Poems from Ambit, PN Review, etc.
There's no "Here and Now".
- If it's Here, it's now and then - time stops, or "time has warped" (p.8), or there's a comparison of the present with the past ("Field of Fire, 1555", "Prior Bolton's Oriel Window") often concerning London, nostalgia and decay. In "Snowing" (the day after a cremation?) "What was black and grey the previous day has turned to grey and white. Already Dad's dust must be sinking down".
- If it's Now, it's here and there - abandonment or displacement (parties in ocean depths) though little movement. There's an immobile cat owner in "The Broken City" - "Who are those people? you ask, pointing a finger at the foot of your bed". In "The Great Illness" the character is wheelchair-bound. Train journeys are unpleasant.
"Prior Bolton's Oriel Window" describes an early 16th century scene of a Prior safely watching from on high his monks. He had a house built high in Harrow Hill to avoid dying in floods like the monks, fools and sinners below him. This is compared to us watching our own Prior Boltons on screens, "and they see us, with their data-gathering technology".
"Don't Look Down" is mostly in rhyming couplets with irregular line lengths. There's sing-song rhyme - "Oh, retro moon of London,/ How analogue you are!/ We lost all our signal,/ Down in the cellar bar" (p.21). We're told that
Bing sure could sing: it made him so rich he could afford to spend all his Christmases on isthmuses. |
but we can't all be so lucky. Anyway "crooning is a form of nostalgia" and "Tony Soprano/ at the piano/ plays like there's no tomorrow./ There is no tomorrow."
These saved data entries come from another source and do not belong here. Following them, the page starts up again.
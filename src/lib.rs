//! Static shape and type inference for tensor computation graphs.
//!
//! # About shape inference
//!
//! Models are directed acyclic graphs of operator nodes whose values may
//! have dynamic sizes that depend on model inputs. In a typical language
//! model for example, the input has dynamic dimensions for the batch size
//! and sequence length.
//!
//! The goal of shape inference is to take the information embedded in the
//! model about the shapes and types of its inputs, trace how operators
//! transform, extract and otherwise process tensor shapes, and produce
//! metadata about the type and shape of every value in the graph, without
//! executing the model.
//!
//! Dimensions can be fixed integers, named symbols (`"batch"`) or unknown.
//! For a subset of operators inference also tracks the *values* of
//! shape-carrying tensors, so that graphs which extract and transform
//! shapes still resolve to concrete dimensions. For example:
//!
//! ```text
//! S = Shape(Y)               // values [1, 4, 2]
//! Z = Expand(X, S)           // shape (3, 4, 2) for X of shape (3, 1, 2)
//! ```
//!
//! Here the shape of `Z` depends on the runtime value of `S`, but because
//! `S` is computed only from shapes declared in the model, data propagation
//! can supply it during analysis.
//!
//! # Crate overview
//!
//! An [`InferenceEngine`] walks a [`Model`](graph::Model) in def-before-use
//! order. For each node it looks up an [`InferenceRule`] in an
//! [`OpRegistry`] keyed by operator domain, name and version, applies it,
//! and merges the result into a per-graph scope. Calls to user-defined
//! functions are inferred per call site with an isolated scope, so calls
//! with different argument shapes yield independently specialized results.
//!
//! Inference is best-effort: node-local failures become [`Diagnostic`]s and
//! downstream nodes still run with unknown inputs. Only malformed-graph
//! conditions (use before definition, unresolvable function calls, runaway
//! recursion) abort the pass with a [`FatalError`].
//!
//! ```
//! use shapetrace::graph::{Graph, Model, Node};
//! use shapetrace::{DataType, InferenceEngine, OpRegistry, Shape, TypeInfo};
//!
//! let graph = Graph::new()
//!     .with_input("x", TypeInfo::tensor(DataType::Int32, Shape::fixed(&[3, 1, 2])))
//!     .with_input("y", TypeInfo::tensor(DataType::Int32, Shape::fixed(&[1, 4, 2])))
//!     .with_node(Node::new("Shape", &["y"], &["shape"]))
//!     .with_node(Node::new("Expand", &["x", "shape"], &["z"]));
//! let model = Model::new(graph).with_opset("", 18);
//!
//! let registry = OpRegistry::with_builtin_ops();
//! let output = InferenceEngine::new(&registry).infer(&model).unwrap();
//! assert_eq!(
//!     output.get("z"),
//!     Some(&TypeInfo::tensor(DataType::Int32, Shape::fixed(&[3, 4, 2])))
//! );
//! ```

mod dim;
mod functions;
mod infer;
pub mod graph;
pub mod ops;
mod propagate;
mod registry;
mod value;

pub use dim::{ConflictError, Dimension, Shape};
pub use infer::{
    Diagnostic, FatalError, InferenceEngine, InferenceOptions, InferenceOutput, NodeRef,
    NodeValidator, Severity,
};
pub use propagate::try_evaluate;
pub use registry::{
    InferenceContext, InferenceError, InferenceRule, InputInfo, OpRegistry, SharedRule,
};
pub use value::{Constant, DataType, TensorData, TypeInfo};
I was distracted in "The Milk God" when the poem left its realist beginnings, wondering who/what the God was (a big plastic bottle? a dead person?) - "Next to the sink sits the granddaddy, the sun,/ of all milk bottles. This mighty being/ stands tall and kind of bearded, his translucent plastic/ body almost mystical. Visible inside him/ where it radiates heat, and the smell that forms their atmosphere,/ is the source of his power: a hardened orb/ of golden orange". I had more trouble with p.18, p.19, p.20-22, p.23 (I think a poem that compares the underworld with the London Underground, and Tube stations with Stations of the cross needs to do more), p.26, p.30, p.31 - perhaps an indication that she's taking more risks while I've become more conservative. Does "Gyb" on p.31 mean "Got Your Back"?
Dear Tim
ReplyDeleteHappy New Year! We saw Katy and Tamar Yoseloff read at the Dylan Thomas centre in Swansea back in 2011. I like her unclumsy clerihews and think that she's a very talented poet. I was also leaving comments on her blog for about five years until she wiped them all.